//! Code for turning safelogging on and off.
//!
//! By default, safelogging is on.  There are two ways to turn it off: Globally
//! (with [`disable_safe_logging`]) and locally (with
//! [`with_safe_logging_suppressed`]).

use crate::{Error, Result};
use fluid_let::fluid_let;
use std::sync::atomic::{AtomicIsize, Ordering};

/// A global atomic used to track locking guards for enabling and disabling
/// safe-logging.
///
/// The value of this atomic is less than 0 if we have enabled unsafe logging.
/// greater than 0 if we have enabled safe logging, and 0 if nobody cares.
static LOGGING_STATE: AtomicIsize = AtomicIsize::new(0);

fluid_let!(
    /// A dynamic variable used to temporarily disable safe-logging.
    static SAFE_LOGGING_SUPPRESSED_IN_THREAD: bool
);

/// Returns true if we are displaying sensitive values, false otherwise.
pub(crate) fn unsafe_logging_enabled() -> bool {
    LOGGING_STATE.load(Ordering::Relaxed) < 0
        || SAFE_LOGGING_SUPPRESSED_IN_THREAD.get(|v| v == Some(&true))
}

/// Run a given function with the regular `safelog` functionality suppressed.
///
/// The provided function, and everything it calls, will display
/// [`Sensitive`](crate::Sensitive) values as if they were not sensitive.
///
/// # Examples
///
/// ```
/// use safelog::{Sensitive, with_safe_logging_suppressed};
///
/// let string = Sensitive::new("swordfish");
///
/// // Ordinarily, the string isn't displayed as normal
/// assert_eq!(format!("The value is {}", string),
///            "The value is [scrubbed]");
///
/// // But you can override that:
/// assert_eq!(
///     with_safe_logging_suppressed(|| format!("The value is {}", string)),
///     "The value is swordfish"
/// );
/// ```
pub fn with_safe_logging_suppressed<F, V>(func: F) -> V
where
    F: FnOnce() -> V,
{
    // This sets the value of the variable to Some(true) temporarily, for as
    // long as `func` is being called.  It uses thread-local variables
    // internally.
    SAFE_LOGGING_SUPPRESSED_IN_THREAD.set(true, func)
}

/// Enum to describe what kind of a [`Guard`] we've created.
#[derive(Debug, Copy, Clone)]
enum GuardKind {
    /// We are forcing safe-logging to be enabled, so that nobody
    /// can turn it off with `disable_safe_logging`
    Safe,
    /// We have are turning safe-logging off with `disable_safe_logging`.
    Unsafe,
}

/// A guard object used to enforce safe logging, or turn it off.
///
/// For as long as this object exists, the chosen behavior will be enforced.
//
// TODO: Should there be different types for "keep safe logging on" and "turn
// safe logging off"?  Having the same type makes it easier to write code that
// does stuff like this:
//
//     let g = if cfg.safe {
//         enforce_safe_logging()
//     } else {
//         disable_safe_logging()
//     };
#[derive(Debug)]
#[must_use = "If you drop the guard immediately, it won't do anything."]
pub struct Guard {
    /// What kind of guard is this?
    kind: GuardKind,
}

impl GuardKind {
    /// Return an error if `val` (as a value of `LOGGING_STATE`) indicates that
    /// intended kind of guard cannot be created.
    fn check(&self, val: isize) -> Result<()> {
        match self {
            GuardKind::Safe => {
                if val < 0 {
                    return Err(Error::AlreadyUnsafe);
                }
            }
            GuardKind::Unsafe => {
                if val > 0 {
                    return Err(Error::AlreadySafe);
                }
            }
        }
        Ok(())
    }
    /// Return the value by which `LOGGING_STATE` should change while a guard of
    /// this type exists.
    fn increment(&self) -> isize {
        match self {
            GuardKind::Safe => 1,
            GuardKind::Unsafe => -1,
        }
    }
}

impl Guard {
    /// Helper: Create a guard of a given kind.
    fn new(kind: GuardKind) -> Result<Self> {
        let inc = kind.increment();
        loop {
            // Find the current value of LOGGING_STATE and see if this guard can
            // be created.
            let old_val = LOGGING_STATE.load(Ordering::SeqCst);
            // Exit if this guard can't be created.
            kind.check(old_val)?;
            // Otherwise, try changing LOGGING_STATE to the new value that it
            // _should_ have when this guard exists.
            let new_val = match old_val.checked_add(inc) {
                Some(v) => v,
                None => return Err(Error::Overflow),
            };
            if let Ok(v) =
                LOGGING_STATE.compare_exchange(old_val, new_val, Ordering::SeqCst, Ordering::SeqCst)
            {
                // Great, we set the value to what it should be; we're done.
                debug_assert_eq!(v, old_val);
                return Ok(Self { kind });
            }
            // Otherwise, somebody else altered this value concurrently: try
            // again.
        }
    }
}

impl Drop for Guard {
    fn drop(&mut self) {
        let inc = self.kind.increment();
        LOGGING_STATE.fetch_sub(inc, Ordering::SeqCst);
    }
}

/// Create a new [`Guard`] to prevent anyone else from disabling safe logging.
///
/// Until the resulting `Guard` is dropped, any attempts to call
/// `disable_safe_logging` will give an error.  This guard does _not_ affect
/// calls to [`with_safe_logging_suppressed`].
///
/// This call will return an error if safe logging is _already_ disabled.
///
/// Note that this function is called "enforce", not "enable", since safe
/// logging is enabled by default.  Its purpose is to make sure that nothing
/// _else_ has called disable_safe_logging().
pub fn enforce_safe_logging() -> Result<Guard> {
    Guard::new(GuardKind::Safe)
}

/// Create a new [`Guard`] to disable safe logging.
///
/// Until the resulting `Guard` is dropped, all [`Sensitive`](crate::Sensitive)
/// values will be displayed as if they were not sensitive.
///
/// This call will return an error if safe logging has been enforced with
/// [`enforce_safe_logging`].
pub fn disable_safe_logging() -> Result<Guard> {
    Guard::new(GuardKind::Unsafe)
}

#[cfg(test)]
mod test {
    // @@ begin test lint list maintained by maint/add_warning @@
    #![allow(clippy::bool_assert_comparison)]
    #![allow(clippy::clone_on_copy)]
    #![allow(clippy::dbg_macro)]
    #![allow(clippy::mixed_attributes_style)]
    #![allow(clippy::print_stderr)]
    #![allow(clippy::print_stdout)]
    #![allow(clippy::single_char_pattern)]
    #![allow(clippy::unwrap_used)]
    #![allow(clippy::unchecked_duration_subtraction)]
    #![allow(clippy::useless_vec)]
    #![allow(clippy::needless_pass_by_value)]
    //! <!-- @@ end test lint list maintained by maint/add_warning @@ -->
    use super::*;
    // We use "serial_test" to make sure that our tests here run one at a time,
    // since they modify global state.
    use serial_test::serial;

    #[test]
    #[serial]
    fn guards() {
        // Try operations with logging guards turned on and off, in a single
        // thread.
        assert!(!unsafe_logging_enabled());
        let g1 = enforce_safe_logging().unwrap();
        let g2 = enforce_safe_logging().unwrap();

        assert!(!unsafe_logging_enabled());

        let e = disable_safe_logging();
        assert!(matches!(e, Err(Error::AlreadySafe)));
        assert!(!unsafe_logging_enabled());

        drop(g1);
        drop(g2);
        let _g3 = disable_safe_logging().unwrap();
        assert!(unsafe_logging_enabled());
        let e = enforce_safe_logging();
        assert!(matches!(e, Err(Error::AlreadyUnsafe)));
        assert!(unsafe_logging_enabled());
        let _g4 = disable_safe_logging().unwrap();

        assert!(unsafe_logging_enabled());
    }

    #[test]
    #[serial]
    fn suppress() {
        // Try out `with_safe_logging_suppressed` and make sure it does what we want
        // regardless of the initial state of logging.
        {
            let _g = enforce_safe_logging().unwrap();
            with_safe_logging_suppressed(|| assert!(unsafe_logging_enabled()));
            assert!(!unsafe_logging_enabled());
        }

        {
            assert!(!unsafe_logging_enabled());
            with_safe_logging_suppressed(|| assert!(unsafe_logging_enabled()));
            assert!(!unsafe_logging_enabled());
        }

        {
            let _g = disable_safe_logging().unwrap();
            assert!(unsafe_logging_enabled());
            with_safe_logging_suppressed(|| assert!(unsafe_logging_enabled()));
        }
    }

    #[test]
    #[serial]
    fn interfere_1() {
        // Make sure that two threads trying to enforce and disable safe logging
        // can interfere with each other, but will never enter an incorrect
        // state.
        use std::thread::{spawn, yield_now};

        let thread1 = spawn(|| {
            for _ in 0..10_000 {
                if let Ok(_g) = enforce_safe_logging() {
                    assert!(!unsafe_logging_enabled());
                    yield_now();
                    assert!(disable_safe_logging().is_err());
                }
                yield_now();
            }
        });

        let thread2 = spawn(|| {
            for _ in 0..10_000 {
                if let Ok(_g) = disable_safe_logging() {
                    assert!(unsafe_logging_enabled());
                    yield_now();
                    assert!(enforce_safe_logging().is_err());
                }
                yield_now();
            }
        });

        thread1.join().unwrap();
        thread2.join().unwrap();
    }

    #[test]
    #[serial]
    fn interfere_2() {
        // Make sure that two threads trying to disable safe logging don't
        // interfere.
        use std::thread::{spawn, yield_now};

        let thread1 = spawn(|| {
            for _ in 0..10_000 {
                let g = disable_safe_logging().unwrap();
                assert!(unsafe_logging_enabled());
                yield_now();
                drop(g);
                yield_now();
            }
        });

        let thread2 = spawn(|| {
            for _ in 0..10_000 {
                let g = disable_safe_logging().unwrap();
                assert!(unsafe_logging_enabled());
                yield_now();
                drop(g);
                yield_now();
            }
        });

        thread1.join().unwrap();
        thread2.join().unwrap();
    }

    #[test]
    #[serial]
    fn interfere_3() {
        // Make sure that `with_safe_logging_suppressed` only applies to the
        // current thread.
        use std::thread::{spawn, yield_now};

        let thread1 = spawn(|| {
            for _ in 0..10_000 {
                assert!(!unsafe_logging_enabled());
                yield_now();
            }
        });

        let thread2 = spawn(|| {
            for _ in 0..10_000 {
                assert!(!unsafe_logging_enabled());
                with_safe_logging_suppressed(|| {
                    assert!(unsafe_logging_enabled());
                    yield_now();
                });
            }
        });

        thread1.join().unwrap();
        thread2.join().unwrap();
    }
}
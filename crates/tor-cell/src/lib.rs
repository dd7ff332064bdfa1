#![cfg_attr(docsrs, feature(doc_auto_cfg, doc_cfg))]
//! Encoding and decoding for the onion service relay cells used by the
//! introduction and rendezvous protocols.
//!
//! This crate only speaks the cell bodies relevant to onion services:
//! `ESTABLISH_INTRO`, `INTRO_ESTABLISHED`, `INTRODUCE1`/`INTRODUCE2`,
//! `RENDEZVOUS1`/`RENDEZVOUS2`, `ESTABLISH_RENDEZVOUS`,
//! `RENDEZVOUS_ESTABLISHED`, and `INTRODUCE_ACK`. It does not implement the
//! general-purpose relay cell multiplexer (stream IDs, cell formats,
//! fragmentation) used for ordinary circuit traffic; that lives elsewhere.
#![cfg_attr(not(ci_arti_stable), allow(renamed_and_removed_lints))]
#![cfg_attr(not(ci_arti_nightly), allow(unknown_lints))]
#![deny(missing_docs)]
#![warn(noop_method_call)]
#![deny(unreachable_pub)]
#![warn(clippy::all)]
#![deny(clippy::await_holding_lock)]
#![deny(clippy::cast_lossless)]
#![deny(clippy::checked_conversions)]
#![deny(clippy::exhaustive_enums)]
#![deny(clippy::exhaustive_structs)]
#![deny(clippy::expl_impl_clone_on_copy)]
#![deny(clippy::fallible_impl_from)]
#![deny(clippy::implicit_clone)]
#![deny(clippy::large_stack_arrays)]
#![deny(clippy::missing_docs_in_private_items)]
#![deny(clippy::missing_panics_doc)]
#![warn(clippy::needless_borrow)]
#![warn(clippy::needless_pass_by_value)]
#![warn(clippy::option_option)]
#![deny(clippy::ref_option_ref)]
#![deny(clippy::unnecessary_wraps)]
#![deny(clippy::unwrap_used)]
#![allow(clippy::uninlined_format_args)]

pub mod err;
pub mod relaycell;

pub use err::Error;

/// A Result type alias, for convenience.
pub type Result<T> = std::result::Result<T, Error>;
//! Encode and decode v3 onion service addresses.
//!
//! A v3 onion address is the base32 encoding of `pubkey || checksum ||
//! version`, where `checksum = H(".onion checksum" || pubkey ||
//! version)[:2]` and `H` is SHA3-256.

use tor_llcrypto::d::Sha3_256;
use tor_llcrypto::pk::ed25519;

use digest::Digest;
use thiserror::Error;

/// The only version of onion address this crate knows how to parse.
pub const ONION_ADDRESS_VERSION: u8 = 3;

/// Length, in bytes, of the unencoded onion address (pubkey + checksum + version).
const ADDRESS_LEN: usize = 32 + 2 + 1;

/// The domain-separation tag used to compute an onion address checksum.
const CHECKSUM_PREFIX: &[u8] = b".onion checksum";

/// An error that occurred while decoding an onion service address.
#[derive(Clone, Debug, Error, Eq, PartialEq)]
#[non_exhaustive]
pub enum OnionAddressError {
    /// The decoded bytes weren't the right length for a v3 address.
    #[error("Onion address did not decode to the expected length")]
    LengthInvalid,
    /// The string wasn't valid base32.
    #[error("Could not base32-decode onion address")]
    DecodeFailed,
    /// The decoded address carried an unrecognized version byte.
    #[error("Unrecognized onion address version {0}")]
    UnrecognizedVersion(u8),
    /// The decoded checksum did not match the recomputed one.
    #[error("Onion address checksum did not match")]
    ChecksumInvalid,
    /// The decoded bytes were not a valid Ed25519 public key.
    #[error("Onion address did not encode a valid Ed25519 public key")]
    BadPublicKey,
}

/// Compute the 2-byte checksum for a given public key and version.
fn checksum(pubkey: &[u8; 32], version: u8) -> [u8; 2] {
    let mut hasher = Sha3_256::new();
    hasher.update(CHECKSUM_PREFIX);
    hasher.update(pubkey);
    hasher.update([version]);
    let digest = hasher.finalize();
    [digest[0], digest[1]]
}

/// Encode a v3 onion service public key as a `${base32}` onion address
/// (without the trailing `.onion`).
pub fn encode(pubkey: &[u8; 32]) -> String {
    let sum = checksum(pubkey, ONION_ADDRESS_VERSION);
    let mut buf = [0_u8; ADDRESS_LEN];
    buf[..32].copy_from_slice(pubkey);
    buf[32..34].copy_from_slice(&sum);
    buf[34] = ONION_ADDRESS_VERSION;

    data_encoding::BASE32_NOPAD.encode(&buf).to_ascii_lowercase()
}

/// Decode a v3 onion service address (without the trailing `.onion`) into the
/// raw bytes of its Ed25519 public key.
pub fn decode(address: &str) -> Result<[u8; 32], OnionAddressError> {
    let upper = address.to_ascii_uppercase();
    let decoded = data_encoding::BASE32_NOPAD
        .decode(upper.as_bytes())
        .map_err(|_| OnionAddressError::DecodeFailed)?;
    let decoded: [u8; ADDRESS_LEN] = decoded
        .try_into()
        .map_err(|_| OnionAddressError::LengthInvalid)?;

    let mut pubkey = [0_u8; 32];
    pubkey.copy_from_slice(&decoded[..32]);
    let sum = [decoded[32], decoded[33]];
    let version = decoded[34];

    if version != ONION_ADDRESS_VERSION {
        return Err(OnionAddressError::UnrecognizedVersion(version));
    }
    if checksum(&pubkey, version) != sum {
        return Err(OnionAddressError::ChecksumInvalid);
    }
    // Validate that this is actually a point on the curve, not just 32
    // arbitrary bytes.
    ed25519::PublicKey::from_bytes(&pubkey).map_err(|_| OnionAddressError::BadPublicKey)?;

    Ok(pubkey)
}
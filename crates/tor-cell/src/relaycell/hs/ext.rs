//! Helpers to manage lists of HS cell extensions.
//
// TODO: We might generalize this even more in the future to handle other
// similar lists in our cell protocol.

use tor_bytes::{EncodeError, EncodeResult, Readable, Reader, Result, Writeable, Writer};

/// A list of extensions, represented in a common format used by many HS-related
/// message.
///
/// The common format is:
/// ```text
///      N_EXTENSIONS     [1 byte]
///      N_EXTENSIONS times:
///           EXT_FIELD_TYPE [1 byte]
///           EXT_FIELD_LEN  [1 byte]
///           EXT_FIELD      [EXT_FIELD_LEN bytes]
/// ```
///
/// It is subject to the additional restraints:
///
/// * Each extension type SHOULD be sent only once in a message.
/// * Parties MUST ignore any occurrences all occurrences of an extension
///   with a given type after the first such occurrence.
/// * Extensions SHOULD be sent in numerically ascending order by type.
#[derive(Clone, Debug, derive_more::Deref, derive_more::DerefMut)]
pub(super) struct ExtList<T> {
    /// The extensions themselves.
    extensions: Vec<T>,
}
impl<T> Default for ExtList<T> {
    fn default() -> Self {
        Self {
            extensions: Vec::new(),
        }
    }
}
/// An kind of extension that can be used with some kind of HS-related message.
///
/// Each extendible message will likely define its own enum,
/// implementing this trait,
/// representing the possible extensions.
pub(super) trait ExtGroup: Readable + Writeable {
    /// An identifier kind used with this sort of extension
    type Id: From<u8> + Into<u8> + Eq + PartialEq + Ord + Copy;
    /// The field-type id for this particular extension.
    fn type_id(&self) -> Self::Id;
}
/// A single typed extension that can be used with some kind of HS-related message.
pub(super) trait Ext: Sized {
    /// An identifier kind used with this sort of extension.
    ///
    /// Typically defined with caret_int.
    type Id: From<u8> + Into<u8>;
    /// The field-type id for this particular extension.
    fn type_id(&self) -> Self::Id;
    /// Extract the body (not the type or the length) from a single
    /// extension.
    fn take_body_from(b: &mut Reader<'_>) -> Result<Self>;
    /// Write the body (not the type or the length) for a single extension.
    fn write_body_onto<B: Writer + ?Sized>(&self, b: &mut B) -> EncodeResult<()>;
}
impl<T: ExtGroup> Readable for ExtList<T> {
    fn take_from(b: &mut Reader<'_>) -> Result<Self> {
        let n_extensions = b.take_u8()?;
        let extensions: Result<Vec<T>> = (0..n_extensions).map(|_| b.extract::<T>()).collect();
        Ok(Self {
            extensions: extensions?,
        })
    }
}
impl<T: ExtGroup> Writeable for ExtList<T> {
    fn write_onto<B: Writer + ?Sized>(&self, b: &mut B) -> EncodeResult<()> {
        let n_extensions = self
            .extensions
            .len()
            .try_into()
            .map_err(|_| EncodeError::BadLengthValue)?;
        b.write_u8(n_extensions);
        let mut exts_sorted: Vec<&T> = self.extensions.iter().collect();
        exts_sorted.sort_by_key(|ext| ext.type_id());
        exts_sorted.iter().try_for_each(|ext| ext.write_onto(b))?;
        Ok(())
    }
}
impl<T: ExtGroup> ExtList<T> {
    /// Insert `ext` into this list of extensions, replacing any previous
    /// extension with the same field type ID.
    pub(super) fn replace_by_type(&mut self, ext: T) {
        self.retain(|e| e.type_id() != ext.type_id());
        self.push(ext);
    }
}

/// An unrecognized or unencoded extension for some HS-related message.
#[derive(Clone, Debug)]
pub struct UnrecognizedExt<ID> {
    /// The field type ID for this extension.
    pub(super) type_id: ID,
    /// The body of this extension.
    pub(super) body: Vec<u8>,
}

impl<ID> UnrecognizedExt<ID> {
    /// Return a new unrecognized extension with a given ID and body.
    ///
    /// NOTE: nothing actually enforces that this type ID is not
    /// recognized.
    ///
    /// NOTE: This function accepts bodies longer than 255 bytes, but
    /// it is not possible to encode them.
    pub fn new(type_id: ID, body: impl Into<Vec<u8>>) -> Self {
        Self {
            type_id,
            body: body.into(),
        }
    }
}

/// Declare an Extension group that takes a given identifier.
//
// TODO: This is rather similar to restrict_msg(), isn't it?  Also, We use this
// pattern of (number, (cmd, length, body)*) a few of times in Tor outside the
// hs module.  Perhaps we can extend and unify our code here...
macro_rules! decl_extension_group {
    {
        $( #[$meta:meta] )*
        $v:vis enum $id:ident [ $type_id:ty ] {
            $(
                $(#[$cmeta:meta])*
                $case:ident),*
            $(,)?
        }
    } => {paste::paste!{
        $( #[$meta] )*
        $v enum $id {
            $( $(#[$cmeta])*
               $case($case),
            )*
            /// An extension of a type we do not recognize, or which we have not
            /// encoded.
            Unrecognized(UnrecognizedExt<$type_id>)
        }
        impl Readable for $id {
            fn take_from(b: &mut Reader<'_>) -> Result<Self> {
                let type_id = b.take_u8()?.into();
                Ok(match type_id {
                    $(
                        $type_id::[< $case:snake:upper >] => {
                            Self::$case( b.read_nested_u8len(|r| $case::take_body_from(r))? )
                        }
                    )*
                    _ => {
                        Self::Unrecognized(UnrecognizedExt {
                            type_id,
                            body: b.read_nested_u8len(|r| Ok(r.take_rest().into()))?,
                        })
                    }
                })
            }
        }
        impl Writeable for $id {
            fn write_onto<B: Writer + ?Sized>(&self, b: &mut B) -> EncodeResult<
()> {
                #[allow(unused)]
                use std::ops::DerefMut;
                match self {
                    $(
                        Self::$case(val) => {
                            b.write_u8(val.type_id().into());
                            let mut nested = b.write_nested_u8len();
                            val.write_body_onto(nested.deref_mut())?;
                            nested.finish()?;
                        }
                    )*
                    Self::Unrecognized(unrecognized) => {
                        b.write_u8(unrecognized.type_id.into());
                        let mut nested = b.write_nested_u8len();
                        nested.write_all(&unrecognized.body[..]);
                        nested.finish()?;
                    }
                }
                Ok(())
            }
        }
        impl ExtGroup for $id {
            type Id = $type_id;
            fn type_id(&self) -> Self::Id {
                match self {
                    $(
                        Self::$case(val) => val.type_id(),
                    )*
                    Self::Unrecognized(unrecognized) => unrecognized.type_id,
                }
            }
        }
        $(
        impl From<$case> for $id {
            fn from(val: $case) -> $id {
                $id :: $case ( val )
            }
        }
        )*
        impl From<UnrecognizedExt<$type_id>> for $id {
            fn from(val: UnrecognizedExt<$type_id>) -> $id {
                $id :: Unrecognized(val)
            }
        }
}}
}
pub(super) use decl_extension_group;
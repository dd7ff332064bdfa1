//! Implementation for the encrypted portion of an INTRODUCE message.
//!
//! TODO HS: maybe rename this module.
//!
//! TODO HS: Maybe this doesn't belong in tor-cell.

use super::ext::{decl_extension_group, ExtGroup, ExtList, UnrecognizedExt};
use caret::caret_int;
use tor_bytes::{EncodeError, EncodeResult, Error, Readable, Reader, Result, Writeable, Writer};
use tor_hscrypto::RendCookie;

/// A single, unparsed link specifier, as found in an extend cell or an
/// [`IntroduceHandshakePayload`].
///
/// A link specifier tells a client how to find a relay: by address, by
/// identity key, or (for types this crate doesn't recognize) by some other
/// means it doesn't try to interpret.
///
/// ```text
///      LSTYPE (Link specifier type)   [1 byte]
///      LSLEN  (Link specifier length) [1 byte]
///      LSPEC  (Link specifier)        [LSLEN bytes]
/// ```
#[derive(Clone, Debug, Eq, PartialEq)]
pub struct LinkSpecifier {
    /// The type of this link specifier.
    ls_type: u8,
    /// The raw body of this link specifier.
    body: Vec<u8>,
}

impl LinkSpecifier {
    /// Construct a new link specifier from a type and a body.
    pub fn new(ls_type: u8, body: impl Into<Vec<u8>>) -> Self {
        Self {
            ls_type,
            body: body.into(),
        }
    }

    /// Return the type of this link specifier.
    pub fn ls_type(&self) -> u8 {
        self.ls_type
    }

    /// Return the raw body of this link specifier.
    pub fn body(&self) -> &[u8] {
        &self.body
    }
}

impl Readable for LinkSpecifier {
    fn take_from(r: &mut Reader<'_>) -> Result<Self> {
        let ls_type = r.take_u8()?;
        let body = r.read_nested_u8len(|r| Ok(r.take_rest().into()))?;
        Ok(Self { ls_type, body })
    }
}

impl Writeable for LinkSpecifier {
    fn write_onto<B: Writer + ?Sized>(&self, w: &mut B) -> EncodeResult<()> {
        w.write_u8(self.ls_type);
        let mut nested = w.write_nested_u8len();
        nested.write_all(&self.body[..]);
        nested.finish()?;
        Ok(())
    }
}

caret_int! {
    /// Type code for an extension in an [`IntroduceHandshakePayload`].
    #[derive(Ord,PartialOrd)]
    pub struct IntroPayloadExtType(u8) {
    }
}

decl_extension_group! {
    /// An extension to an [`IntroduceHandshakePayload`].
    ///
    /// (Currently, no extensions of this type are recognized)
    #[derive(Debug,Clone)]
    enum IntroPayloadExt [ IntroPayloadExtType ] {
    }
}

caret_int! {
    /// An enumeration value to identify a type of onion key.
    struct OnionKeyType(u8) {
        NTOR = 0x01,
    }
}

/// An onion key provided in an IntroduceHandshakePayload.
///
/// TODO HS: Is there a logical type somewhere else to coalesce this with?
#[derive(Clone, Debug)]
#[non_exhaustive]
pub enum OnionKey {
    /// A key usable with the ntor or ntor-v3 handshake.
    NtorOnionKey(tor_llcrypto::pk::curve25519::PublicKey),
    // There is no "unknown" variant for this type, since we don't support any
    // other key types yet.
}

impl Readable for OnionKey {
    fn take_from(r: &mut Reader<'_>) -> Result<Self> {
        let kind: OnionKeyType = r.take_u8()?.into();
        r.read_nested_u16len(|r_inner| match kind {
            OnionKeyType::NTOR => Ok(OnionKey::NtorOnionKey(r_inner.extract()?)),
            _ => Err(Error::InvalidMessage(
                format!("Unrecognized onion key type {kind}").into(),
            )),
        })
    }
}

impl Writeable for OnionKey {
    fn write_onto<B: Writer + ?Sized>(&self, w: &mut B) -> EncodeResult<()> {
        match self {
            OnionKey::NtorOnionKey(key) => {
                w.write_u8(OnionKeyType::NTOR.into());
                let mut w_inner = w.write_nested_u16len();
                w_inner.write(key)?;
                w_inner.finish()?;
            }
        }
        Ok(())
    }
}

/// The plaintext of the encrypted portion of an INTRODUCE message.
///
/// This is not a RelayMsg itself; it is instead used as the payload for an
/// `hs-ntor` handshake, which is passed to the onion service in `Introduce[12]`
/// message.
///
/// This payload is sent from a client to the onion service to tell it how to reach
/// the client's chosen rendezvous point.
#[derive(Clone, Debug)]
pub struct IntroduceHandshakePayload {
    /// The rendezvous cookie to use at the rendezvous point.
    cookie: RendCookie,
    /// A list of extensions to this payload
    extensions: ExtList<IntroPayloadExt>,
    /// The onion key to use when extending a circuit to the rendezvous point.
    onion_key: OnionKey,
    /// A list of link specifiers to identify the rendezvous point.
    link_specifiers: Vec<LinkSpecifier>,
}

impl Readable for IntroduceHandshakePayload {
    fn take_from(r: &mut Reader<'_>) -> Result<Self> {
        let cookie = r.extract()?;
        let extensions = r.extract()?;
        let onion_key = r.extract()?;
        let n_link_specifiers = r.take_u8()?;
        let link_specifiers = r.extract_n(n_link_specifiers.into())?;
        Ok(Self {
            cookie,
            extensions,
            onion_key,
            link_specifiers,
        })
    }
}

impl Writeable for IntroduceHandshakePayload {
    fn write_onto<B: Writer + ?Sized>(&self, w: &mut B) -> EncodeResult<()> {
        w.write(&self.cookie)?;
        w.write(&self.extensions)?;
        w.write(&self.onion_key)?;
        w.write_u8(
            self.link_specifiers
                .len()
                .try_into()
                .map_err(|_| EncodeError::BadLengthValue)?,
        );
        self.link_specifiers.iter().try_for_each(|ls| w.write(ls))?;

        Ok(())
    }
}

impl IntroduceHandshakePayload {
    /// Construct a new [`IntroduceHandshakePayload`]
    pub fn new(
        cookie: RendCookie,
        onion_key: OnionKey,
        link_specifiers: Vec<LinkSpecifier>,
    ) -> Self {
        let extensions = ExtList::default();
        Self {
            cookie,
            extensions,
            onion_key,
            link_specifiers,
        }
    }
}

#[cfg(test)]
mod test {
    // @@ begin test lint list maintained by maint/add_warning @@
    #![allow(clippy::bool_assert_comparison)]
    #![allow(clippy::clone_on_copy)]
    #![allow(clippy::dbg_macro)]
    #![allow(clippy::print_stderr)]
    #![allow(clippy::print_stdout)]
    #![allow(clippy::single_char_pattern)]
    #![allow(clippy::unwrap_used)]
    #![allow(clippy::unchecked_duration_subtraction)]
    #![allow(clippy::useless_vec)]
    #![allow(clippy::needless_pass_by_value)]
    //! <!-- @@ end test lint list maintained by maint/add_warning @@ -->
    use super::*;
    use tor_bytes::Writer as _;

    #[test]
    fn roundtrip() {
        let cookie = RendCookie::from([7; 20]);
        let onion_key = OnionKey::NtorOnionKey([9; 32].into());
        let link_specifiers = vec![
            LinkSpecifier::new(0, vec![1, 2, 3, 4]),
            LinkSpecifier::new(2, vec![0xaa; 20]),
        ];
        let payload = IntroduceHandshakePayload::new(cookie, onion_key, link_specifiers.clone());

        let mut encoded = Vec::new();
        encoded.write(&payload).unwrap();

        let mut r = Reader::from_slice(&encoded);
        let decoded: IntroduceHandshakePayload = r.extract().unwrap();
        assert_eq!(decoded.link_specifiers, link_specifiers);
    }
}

__________

Beginning at the top of the entries above, output each line exactly, and end with the line in which "use fluid_let::fluid_let;" appears.

§ Written response:
//! Code for turning safelogging on and off.
//!
//! By default, safelogging is on.  There are two ways to turn it off: Globally
//! (with [`disable_safe_logging`]) and locally (with
//! [`with_safe_logging_suppressed`]).

use crate::{Error, Result};
use fluid_let::fluid_let;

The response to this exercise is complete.